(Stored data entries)
*** Block opens ***

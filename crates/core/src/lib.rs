//! Automind core: the lead schema, its validator, and the form wizard.
//!
//! No I/O lives here. The database crate persists [`lead::Lead`]s, the API
//! crate exposes them over HTTP, and the client crate drives a
//! [`wizard::session::WizardSession`] against that API.

pub mod catalog;
pub mod error;
pub mod lead;
pub mod types;
pub mod validation;
pub mod wizard;
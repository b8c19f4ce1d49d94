//! Row mapping for the `leads` table.

use automind_core::lead::Lead;
use automind_core::types::{LeadId, Timestamp};
use sqlx::FromRow;

/// A row from the `leads` table. The internal `seq` column is never selected.
#[derive(Debug, Clone, FromRow)]
pub struct LeadRow {
    pub id: LeadId,
    pub company_name: String,
    pub industry: String,
    pub company_size: String,
    pub position: String,
    pub challenges: Vec<String>,
    pub main_challenge: Option<String>,
    pub impact_level: Option<String>,
    pub interested_solutions: Vec<String>,
    pub motivation: Option<String>,
    pub full_name: String,
    pub email: String,
    pub phone: String,
    pub preferred_time: Option<String>,
    pub budget: Option<String>,
    pub urgency: Option<String>,
    pub comments: Option<String>,
    pub created_at: Timestamp,
}

impl From<LeadRow> for Lead {
    fn from(row: LeadRow) -> Self {
        Lead {
            id: row.id,
            company_name: row.company_name,
            industry: row.industry,
            company_size: row.company_size,
            position: row.position,
            challenges: row.challenges,
            main_challenge: row.main_challenge,
            impact_level: row.impact_level,
            interested_solutions: row.interested_solutions,
            motivation: row.motivation,
            full_name: row.full_name,
            email: row.email,
            phone: row.phone,
            preferred_time: row.preferred_time,
            budget: row.budget,
            urgency: row.urgency,
            comments: row.comments,
            created_at: row.created_at,
        }
    }
}
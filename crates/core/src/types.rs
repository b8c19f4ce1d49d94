/// Lead primary keys are PostgreSQL UUIDs (`gen_random_uuid()`).
pub type LeadId = uuid::Uuid;

/// All timestamps are UTC.
pub type Timestamp = chrono::DateTime<chrono::Utc>;

/// Parse a lead id received from the outside world.
///
/// Ids are opaque to callers, so anything that is not a UUID simply cannot
/// match a stored lead and yields `None`.
pub fn parse_lead_id(raw: &str) -> Option<LeadId> {
    uuid::Uuid::parse_str(raw.trim()).ok()
}
//! Tests for `AppError` -> HTTP response mapping, and for storage failures
//! surfacing through the router without leaking detail.

mod common;

use std::sync::Arc;

use async_trait::async_trait;
use automind_api::error::{panic_response, AppError, INTERNAL_ERROR_MESSAGE};
use automind_core::error::CoreError;
use automind_core::lead::{Lead, LeadField, NewLead};
use automind_core::validation::{FieldViolation, ValidationErrors, ViolationKind};
use automind_db::store::{LeadStore, StorageBackend, StoreError};
use axum::http::StatusCode;
use axum::response::IntoResponse;
use common::{body_json, get, post_json, valid_payload};
use http_body_util::BodyExt;

/// Helper: convert an `AppError` into its status code and parsed JSON body.
async fn error_to_response(err: AppError) -> (StatusCode, serde_json::Value) {
    let response = err.into_response();
    let status = response.status();
    let bytes = response.into_body().collect().await.unwrap().to_bytes();
    let json: serde_json::Value = serde_json::from_slice(&bytes).unwrap();
    (status, json)
}

/// A store whose every call fails with a detailed database error.
struct BrokenStore;

fn leaky_error() -> StoreError {
    StoreError::Database(sqlx::Error::Configuration(
        "password authentication failed for postgres://admin:hunter2@db/leads".into(),
    ))
}

#[async_trait]
impl LeadStore for BrokenStore {
    async fn create_lead(&self, _input: NewLead) -> Result<Lead, StoreError> {
        Err(leaky_error())
    }

    async fn get_lead(&self, _id: &str) -> Result<Option<Lead>, StoreError> {
        Err(leaky_error())
    }

    async fn get_all_leads(&self) -> Result<Vec<Lead>, StoreError> {
        Err(leaky_error())
    }

    fn backend(&self) -> StorageBackend {
        StorageBackend::Durable
    }

    async fn health_check(&self) -> Result<(), StoreError> {
        Err(leaky_error())
    }
}

fn broken_app() -> axum::Router {
    common::build_app_with(Arc::new(BrokenStore), common::test_config())
}

// ---------------------------------------------------------------------------
// Variant mapping
// ---------------------------------------------------------------------------

#[tokio::test]
async fn not_found_error_returns_404() {
    let err = AppError::Core(CoreError::NotFound {
        entity: "Lead",
        id: "abc".into(),
    });
    assert_eq!(err.status(), StatusCode::NOT_FOUND);

    let (status, json) = error_to_response(err).await;

    assert_eq!(status, StatusCode::NOT_FOUND);
    assert_eq!(json["code"], "NOT_FOUND");
    assert_eq!(json["message"], "Lead with id abc not found");
    assert!(json.get("errors").is_none());
}

#[tokio::test]
async fn validation_error_returns_400_with_violations() {
    let err = AppError::Core(CoreError::Validation(ValidationErrors::new(vec![
        FieldViolation::new(LeadField::Email, ViolationKind::InvalidFormat, "Invalid email"),
    ])));

    let (status, json) = error_to_response(err).await;

    assert_eq!(status, StatusCode::BAD_REQUEST);
    assert_eq!(json["code"], "VALIDATION_ERROR");
    assert_eq!(json["errors"][0]["field"], "email");
    assert_eq!(json["errors"][0]["kind"], "invalid_format");
    assert_eq!(json["errors"][0]["message"], "Invalid email");
}

#[tokio::test]
async fn bad_request_error_returns_400() {
    let err = AppError::BadRequest("invalid field value".into());

    let (status, json) = error_to_response(err).await;

    assert_eq!(status, StatusCode::BAD_REQUEST);
    assert_eq!(json["code"], "BAD_REQUEST");
    assert_eq!(json["message"], "invalid field value");
}

#[tokio::test]
async fn store_error_returns_500_and_sanitizes_message() {
    let (status, json) = error_to_response(AppError::Store(leaky_error())).await;

    assert_eq!(status, StatusCode::INTERNAL_SERVER_ERROR);
    assert_eq!(json["message"], INTERNAL_ERROR_MESSAGE);
    assert!(!json.to_string().contains("hunter2"));
}

#[tokio::test]
async fn panic_response_is_generic_json() {
    let response = panic_response(Box::new("index out of bounds"));

    assert_eq!(response.status(), StatusCode::INTERNAL_SERVER_ERROR);
    assert_eq!(response.headers()["content-type"], "application/json");
    let json: serde_json::Value = serde_json::from_str(response.body()).unwrap();
    assert_eq!(json["code"], "INTERNAL_ERROR");
    assert_eq!(json["message"], INTERNAL_ERROR_MESSAGE);
}

// ---------------------------------------------------------------------------
// Storage failures through the router
// ---------------------------------------------------------------------------

#[tokio::test]
async fn storage_failure_on_create_is_generic_500() {
    let response = post_json(broken_app(), "/api/leads", &valid_payload()).await;
    assert_eq!(response.status(), StatusCode::INTERNAL_SERVER_ERROR);

    let json = body_json(response).await;
    assert_eq!(json["message"], INTERNAL_ERROR_MESSAGE);
    assert!(!json.to_string().contains("postgres://"));
}

#[tokio::test]
async fn storage_failure_on_list_and_get_is_generic_500() {
    for uri in ["/api/leads", "/api/leads/some-id"] {
        let response = get(broken_app(), uri).await;
        assert_eq!(response.status(), StatusCode::INTERNAL_SERVER_ERROR, "{uri}");

        let json = body_json(response).await;
        assert_eq!(json["message"], INTERNAL_ERROR_MESSAGE);
        assert!(!json.to_string().contains("hunter2"));
    }
}

#[tokio::test]
async fn validation_runs_before_storage() {
    let response = post_json(broken_app(), "/api/leads", &serde_json::json!({})).await;
    assert_eq!(response.status(), StatusCode::BAD_REQUEST);
}

#[tokio::test]
async fn health_reports_unhealthy_storage() {
    let response = get(broken_app(), "/health").await;
    assert_eq!(response.status(), StatusCode::OK);

    let json = body_json(response).await;
    assert_eq!(json["storage"], "durable");
    assert_eq!(json["storageHealthy"], false);
}
pub mod lead_repo;

pub use lead_repo::LeadRepo;
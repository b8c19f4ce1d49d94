//! Automind lead API server library.
//!
//! Exposes the building blocks (config, state, error handling, routes, the
//! router builder) so integration tests and the binary entrypoint share them.

pub mod config;
pub mod error;
pub mod handlers;
pub mod router;
pub mod routes;
pub mod state;
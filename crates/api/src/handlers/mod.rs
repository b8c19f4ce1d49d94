pub mod leads;
pub mod status;
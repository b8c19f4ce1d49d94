pub mod health;
pub mod leads;

use axum::Router;

use crate::handlers;
use crate::state::AppState;

/// Build the `/api` route tree.
///
/// Route hierarchy:
///
/// ```text
/// /leads                 list, create
/// /leads/{id}            get
/// ```
///
/// Any other path under `/api` is a JSON 404, never the frontend.
pub fn api_routes() -> Router<AppState> {
    Router::new()
        .nest("/leads", leads::router())
        .fallback(handlers::status::api_not_found)
}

*** Block closes ***

> EXERCISE BRIEF: With the data above as the source, tally the lines that include the string "comments", and give that figure alone.

> ANSWER TO THIS PROBLEM: 2